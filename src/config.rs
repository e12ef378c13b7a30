//! Configuration structures for the trainer

use serde::{Deserialize, Serialize};
use std::path::Path;

use crate::error::{Error, Result};

/// Trainer configuration
///
/// Everything a trainer can be tuned with is declared here; there is no
/// free-form attribute bag.
#[derive(Debug, Clone, PartialEq, Serialize, Deserialize)]
#[serde(default)]
pub struct TrainerConfig {
    /// Decorate every epoch with a progress bar
    pub verbose: bool,
    /// Where models and batches are placed
    pub device: DevicePreference,
    /// Enable backend autotuning when an accelerator is selected. On CUDA
    /// this turns on reduced-precision f32 GEMM, trading accuracy for speed.
    /// Off by default.
    pub autotune: bool,
    /// Phase name used by `Trainer::test`
    pub test_name: String,
}

impl Default for TrainerConfig {
    fn default() -> Self {
        Self {
            verbose: true,
            device: DevicePreference::Auto,
            autotune: false,
            test_name: crate::training::TEST.to_string(),
        }
    }
}

impl TrainerConfig {
    /// Load configuration from a JSON or YAML file, chosen by extension
    pub fn from_file(path: impl AsRef<Path>) -> Result<Self> {
        let path = path.as_ref();
        let content = std::fs::read_to_string(path)?;
        let config: Self = match path.extension().and_then(|ext| ext.to_str()) {
            Some("yaml") | Some("yml") => serde_yaml::from_str(&content)?,
            Some("json") => serde_json::from_str(&content)?,
            other => {
                return Err(Error::config(format!(
                    "Unsupported config file extension: {:?}",
                    other
                )))
            }
        };
        config.validate()?;
        Ok(config)
    }

    /// Validate configuration
    pub fn validate(&self) -> Result<()> {
        if self.test_name.is_empty() {
            return Err(Error::config("test_name must not be empty"));
        }
        if self.test_name == crate::training::TRAIN {
            return Err(Error::config(
                "test_name must differ from the training phase name",
            ));
        }

        match self.device {
            DevicePreference::Cuda(_) if !cfg!(feature = "cuda") => Err(Error::config(
                "CUDA device requested but trainkit was built without the `cuda` feature",
            )),
            DevicePreference::Metal(_) if !cfg!(feature = "metal") => Err(Error::config(
                "Metal device requested but trainkit was built without the `metal` feature",
            )),
            _ => Ok(()),
        }
    }

    /// Disable progress bars
    pub fn quiet(mut self) -> Self {
        self.verbose = false;
        self
    }

    /// Set the device preference
    pub fn with_device(mut self, device: DevicePreference) -> Self {
        self.device = device;
        self
    }
}

/// Device placement preference
#[derive(Debug, Clone, Copy, PartialEq, Eq, Serialize, Deserialize)]
#[serde(rename_all = "lowercase")]
pub enum DevicePreference {
    /// CUDA ordinal 0 if available, CPU otherwise
    Auto,
    /// Always CPU
    Cpu,
    /// A specific CUDA ordinal
    Cuda(usize),
    /// A specific Metal ordinal
    Metal(usize),
}

impl Default for DevicePreference {
    fn default() -> Self {
        Self::Auto
    }
}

=== TASK OBJECTIVE ===
Only the lines from the one containing "PartialEq, Eq, Serialize, Deserialize)]" through the end of the listing belong in the response, each reproduced exactly.

=== WRITTEN RESPONSE ===
#[derive(Debug, Clone, Copy, PartialEq, Eq, Serialize, Deserialize)]
#[serde(rename_all = "lowercase")]
pub enum DevicePreference {
    /// CUDA ordinal 0 if available, CPU otherwise
    Auto,
    /// Always CPU
    Cpu,
    /// A specific CUDA ordinal
    Cuda(usize),
    /// A specific Metal ordinal
    Metal(usize),
}

impl Default for DevicePreference {
    fn default() -> Self {
        Self::Auto
    }
}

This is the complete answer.